Hilfe kommt nun von Wissenschaftlern der Mainzer Akademie der Wissenschaften und der Literatur, die in Zusammenarbeit mit der Technischen Universität Darmstadt und der Johannes-Gutenberg-Universität Mainz das „Digitale Familiennamenwörterbuch Deutschlands“ (DFD) erstellen. In diesem Online-Lexikon sollen erstmals die 200.000 Nachnamen erfasst und erklärt werden, die in Deutschland am häufigsten vorkommen. Darunter sind auch zum Beispiel türkische oder italienische Namen. Außerdem werden sie nach regionalem Vorkommen auf einer Karte eingezeichnet.

In dem auf 24 Jahre angelegten und 2012 begonnenen Langzeitvorhaben wurden jetzt die ersten gut 1.000 Familiennamen vorgestellt, bis Jahresende sollen es 2.000 sein.

„Kein Name ist langweilig“, beschreibt die Germanistin und Projektleiterin Rita Heuser ihre Motivation bei der häufig schwierigen Detektivarbeit. Neun feste Mitarbeiter und zahlreiche Hilfskräfte werten Namenslexika aus, stöbern in Kirchenbüchern, befragen Dialekt-Nachschlagewerke. Nachnamen seien wichtig für die Identität vieler Menschen, sagt Heuser. Zudem erlaubten sie einen Blick in die Vergangenheit und transportierten jede Menge Informationen über Kultur, Geschichte und Alltagsleben der Menschen im Mittelalter.

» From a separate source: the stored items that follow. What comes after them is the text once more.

use std::collections::{BTreeMap, HashMap, HashSet};

use serde::{Deserialize, Serialize};

use crate::{
    attributes::EvaluationContext,
    config::FlagFormat,
    error::ValidationError,
    query::{QueryError, QueryEvaluator},
    Result,
};

/// Name of the variant every flag must define. It is served when the flag is disabled or when
/// no rule matches.
pub const DEFAULT_VARIANT: &str = "default";

/// A whole flag set, keyed by flag key.
pub type FlagSet = HashMap<String, Flag>;

/// A feature flag: named variants and ordered targeting rules.
#[derive(Debug, Clone, PartialEq, Serialize, Deserialize)]
pub struct Flag {
    /// `None` is treated as disabled.
    #[serde(default)]
    pub disabled: Option<bool>,
    #[serde(default, deserialize_with = "null_as_default")]
    pub variants: BTreeMap<String, serde_json::Value>,
    #[serde(default, deserialize_with = "null_as_default")]
    pub rules: Vec<Rule>,
    #[serde(skip, default = "Rule::fallback")]
    default_rule: Rule,
}

/// Deserialize an explicit `null` the same way as a missing field.
fn null_as_default<'de, D, T>(deserializer: D) -> std::result::Result<T, D::Error>
where
    D: serde::Deserializer<'de>,
    T: Deserialize<'de> + Default,
{
    Ok(Option::<T>::deserialize(deserializer)?.unwrap_or_default())
}

/// A targeting rule. A rule without query matches every context.
#[derive(Debug, Clone, PartialEq, Serialize, Deserialize)]
pub struct Rule {
    #[serde(default)]
    pub name: String,
    #[serde(default)]
    pub variant: String,
    #[serde(default, skip_serializing_if = "Option::is_none")]
    pub query: Option<String>,
}

/// Why a variant was selected.
#[derive(Debug, Clone, Copy, PartialEq, Eq, Hash, Serialize, Deserialize)]
#[serde(rename_all = "SCREAMING_SNAKE_CASE")]
pub enum Reason {
    Disabled,
    Default,
    TargetingMatch,
    /// Reserved for percentage rollouts, never produced.
    Split,
}

/// Outcome of a flag evaluation, apart from the value itself.
#[derive(Debug, Clone, PartialEq, Eq)]
pub struct ResolutionDetails {
    pub variant: String,
    pub reason: Reason,
    /// Index of the matching rule, set only for [`Reason::TargetingMatch`].
    pub rule_index: Option<usize>,
    pub rule_name: Option<String>,
}

/// Body of an admin request toggling a flag.
#[derive(Debug, Clone, Copy, Default, PartialEq, Eq, Serialize, Deserialize)]
pub struct DisabledPatch {
    #[serde(default)]
    pub disabled: Option<bool>,
}

/// Changes between two flag sets.
#[derive(Debug, Clone, Default, PartialEq, Serialize)]
pub struct Diff {
    pub deleted: BTreeMap<String, Flag>,
    pub added: BTreeMap<String, Flag>,
    pub updated: BTreeMap<String, DiffUpdated>,
}

#[derive(Debug, Clone, PartialEq, Serialize)]
pub struct DiffUpdated {
    #[serde(rename = "old_value")]
    pub before: Flag,
    #[serde(rename = "new_value")]
    pub after: Flag,
}

impl Rule {
    fn fallback() -> Rule {
        Rule {
            name: "default".to_owned(),
            variant: DEFAULT_VARIANT.to_owned(),
            query: None,
        }
    }

    fn applies(
        &self,
        context: &EvaluationContext,
        evaluator: &(impl QueryEvaluator + ?Sized),
    ) -> std::result::Result<bool, QueryError> {
        match &self.query {
            Some(query) => evaluator.evaluate(query, context),
            None => Ok(true),
        }
    }
}

impl Reason {
    pub fn as_str(&self) -> &'static str {
        match self {
            Reason::Disabled => "DISABLED",
            Reason::Default => "DEFAULT",
            Reason::TargetingMatch => "TARGETING_MATCH",
            Reason::Split => "SPLIT",
        }
    }
}

impl std::fmt::Display for Reason {
    fn fmt(&self, f: &mut std::fmt::Formatter<'_>) -> std::fmt::Result {
        f.write_str(self.as_str())
    }
}

#[derive(Debug, Clone, Copy, PartialEq, Eq)]
enum VariantKind {
    Boolean,
    Number,
    String,
}

impl VariantKind {
    fn of(value: &serde_json::Value) -> Option<VariantKind> {
        match value {
            serde_json::Value::Bool(_) => Some(VariantKind::Boolean),
            serde_json::Value::Number(_) => Some(VariantKind::Number),
            serde_json::Value::String(_) => Some(VariantKind::String),
            _ => None,
        }
    }
}

impl Flag {
    /// Build a validated flag.
    ///
    /// `key` is only used to report validation errors.
    pub fn new(
        key: &str,
        disabled: Option<bool>,
        variants: BTreeMap<String, serde_json::Value>,
        rules: Vec<Rule>,
    ) -> std::result::Result<Flag, ValidationError> {
        let mut flag = Flag {
            disabled,
            variants,
            rules,
            default_rule: Rule::fallback(),
        };
        flag.prepare(key)?;
        Ok(flag)
    }

    /// Normalize and validate a flag produced by deserialization.
    pub(crate) fn prepare(&mut self, key: &str) -> std::result::Result<(), ValidationError> {
        if key.is_empty() {
            return Err(ValidationError::MissingKey);
        }
        for rule in &mut self.rules {
            if rule.query.as_deref().is_some_and(|q| q.trim().is_empty()) {
                rule.query = None;
            }
        }
        self.default_rule = Rule::fallback();

        if self.variants.is_empty() {
            return Err(ValidationError::MissingVariants {
                flag: key.to_owned(),
            });
        }
        if !self.variants.contains_key(DEFAULT_VARIANT) {
            return Err(ValidationError::MissingDefaultVariant {
                flag: key.to_owned(),
            });
        }

        let mut names = HashSet::new();
        for rule in &self.rules {
            if rule.name.is_empty() {
                return Err(ValidationError::RuleMissingName {
                    flag: key.to_owned(),
                });
            }
            if rule.variant.is_empty() {
                return Err(ValidationError::RuleMissingVariant {
                    flag: key.to_owned(),
                    rule: rule.name.clone(),
                });
            }
            if !self.variants.contains_key(&rule.variant) {
                return Err(ValidationError::UnknownVariant {
                    flag: key.to_owned(),
                    rule: rule.name.clone(),
                    variant: rule.variant.clone(),
                });
            }
            if !names.insert(rule.name.as_str()) {
                return Err(ValidationError::DuplicateRuleName {
                    flag: key.to_owned(),
                    rule: rule.name.clone(),
                });
            }
        }

        let mut kind = None;
        for (name, value) in &self.variants {
            let this = VariantKind::of(value).ok_or_else(|| {
                ValidationError::UnsupportedVariantValue {
                    flag: key.to_owned(),
                    variant: name.clone(),
                }
            })?;
            match kind {
                None => kind = Some(this),
                Some(kind) if kind != this => {
                    return Err(ValidationError::MixedVariantKinds {
                        flag: key.to_owned(),
                    })
                }
                Some(_) => {}
            }
        }

        Ok(())
    }

    /// Absent `disabled` counts as disabled.
    pub fn is_disabled(&self) -> bool {
        self.disabled.unwrap_or(true)
    }

    /// Value of a variant. Null values are treated as absent.
    pub fn value(&self, variant: &str) -> Option<&serde_json::Value> {
        self.variants.get(variant).filter(|value| !value.is_null())
    }

    /// Evaluate the flag for `context`.
    ///
    /// Rules are tried in order and the first one that applies wins. Evaluator errors are logged
    /// and the rule is skipped. When nothing applies, the `default` variant is served.
    pub fn evaluate(
        &self,
        context: &EvaluationContext,
        evaluator: &(impl QueryEvaluator + ?Sized),
    ) -> (Option<&serde_json::Value>, ResolutionDetails) {
        if self.is_disabled() {
            return (
                self.value(&self.default_rule.variant),
                ResolutionDetails {
                    variant: self.default_rule.variant.clone(),
                    reason: Reason::Disabled,
                    rule_index: None,
                    rule_name: None,
                },
            );
        }

        for (index, rule) in self.rules.iter().enumerate() {
            match rule.applies(context, evaluator) {
                Ok(true) => {
                    return (
                        self.value(&rule.variant),
                        ResolutionDetails {
                            variant: rule.variant.clone(),
                            reason: Reason::TargetingMatch,
                            rule_index: Some(index),
                            rule_name: Some(rule.name.clone()),
                        },
                    );
                }
                Ok(false) => {}
                Err(err) => {
                    let rule_name = rule.name.as_str();
                    log::error!(target: "flagserve", rule_name; "failed to evaluate rule query: {}", err);
                }
            }
        }

        (
            self.value(&self.default_rule.variant),
            ResolutionDetails {
                variant: self.default_rule.variant.clone(),
                reason: Reason::Default,
                rule_index: None,
                rule_name: None,
            },
        )
    }
}

impl Diff {
    /// Compute the changes going from `old` to `new`. Flags are compared structurally.
    pub fn between(old: &FlagSet, new: &FlagSet) -> Diff {
        let mut diff = Diff::default();
        for (key, before) in old {
            match new.get(key) {
                None => {
                    diff.deleted.insert(key.clone(), before.clone());
                }
                Some(after) if after != before => {
                    diff.updated.insert(
                        key.clone(),
                        DiffUpdated {
                            before: before.clone(),
                            after: after.clone(),
                        },
                    );
                }
                Some(_) => {}
            }
        }
        for (key, after) in new {
            if !old.contains_key(key) {
                diff.added.insert(key.clone(), after.clone());
            }
        }
        diff
    }

    pub fn has_diff(&self) -> bool {
        !(self.deleted.is_empty() && self.added.is_empty() && self.updated.is_empty())
    }
}

/// Parse and validate a whole flag set. An empty payload is an empty flag set.
pub fn parse_flags(bytes: &[u8], format: FlagFormat) -> Result<FlagSet> {
    if bytes.iter().all(u8::is_ascii_whitespace) {
        return Ok(FlagSet::new());
    }
    let mut flags: FlagSet = format.decode(bytes)?;
    for (key, flag) in &mut flags {
        flag.prepare(key)?;
    }
    Ok(flags)
}

/// Serialize a flag set with keys in sorted order.
pub fn serialize_flags(flags: &FlagSet, format: FlagFormat) -> Result<Vec<u8>> {
    let sorted: BTreeMap<&String, &Flag> = flags.iter().collect();
    format.encode(&sorted)
}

Als Beispiel nennt die Wissenschaftlerin etwa den Namen „Nonnenmacher“, der schnell auf eine falsche Fährte lockt und nur wenig mit Ordensfrauen zu tun hat: Als Nonnenmacher wurden im Mittelalter im Südwesten Männer bezeichnet, die junge Schweine kastrierten. Ein kastrierter Eber wurde als „nunne“ bezeichnet.
Handwerker im Mittelalter, Bild aus dem Sachsenspiegel, 14. Jahrhundert
Welche Familiennamen aus diesen Tätigkeiten wohl abgeleitet wurden?
Die Familiennamen entstanden in Deutschland um das 13. Jahrhundert. Mit dem Anwachsen der Städte und ihrer Verwaltungen reichten die Vornamen nicht mehr aus. Für Rechtsgeschäfte wie das Erstellen einer Urkunde musste genau zwischen Menschen mit denselben Vornamen unterschieden werden.

Namensforscher kennen vor allem fünf Kategorien von Familiennamen: An erster Stelle sind dabei die Berufsnamen zu nennen, darunter die drei häufigsten deutschen Familiennamen Müller, Schmidt und Schneider. Andere Nachnamen zeigen die Herkunft aus bestimmten Ländern bzw. Städten (z. B. Schweitzer, Adenauer) oder den Wohnort (z. B. Waldmann, Busch) an. Häufig verweisen sie auch auf charakterliche oder körperliche Merkmale ihrer Träger (z. B. Kühn, Klein oder Lange). Eine letzte Gruppe von Nachnamen schließlich wurde aus Rufnamen, insbesondere den Vornamen der Väter, gebildet (z. B. Jensen = Sohn des Jens).

Seine Datenbasis verdankt das Projekt der Deutschen Telekom und den Telefonbüchern des Jahres 2005. Damals hatten noch rund 92 Prozent aller privaten Haushalte einen Festnetzanschluss bei der Telekom. Die mehr als 28 Millionen Anschlüsse enthielten über 800.000 unterschiedliche Familiennamen; auch die regionale Verteilung geht daraus hervor. Das DFD erfasst jeden Familiennamen mit mindestens zehn Telefonanschlüssen und kommt so auf den Grundbestand von ca. 200.000 Familiennamen. Mittlerweile wäre eine aktuelle Studie diesen Ausmaßes nicht mehr möglich: 2012 hatten nur noch rund 65 Prozent der Bevölkerung einen Festnetzanschluss, Tendenz sinkend.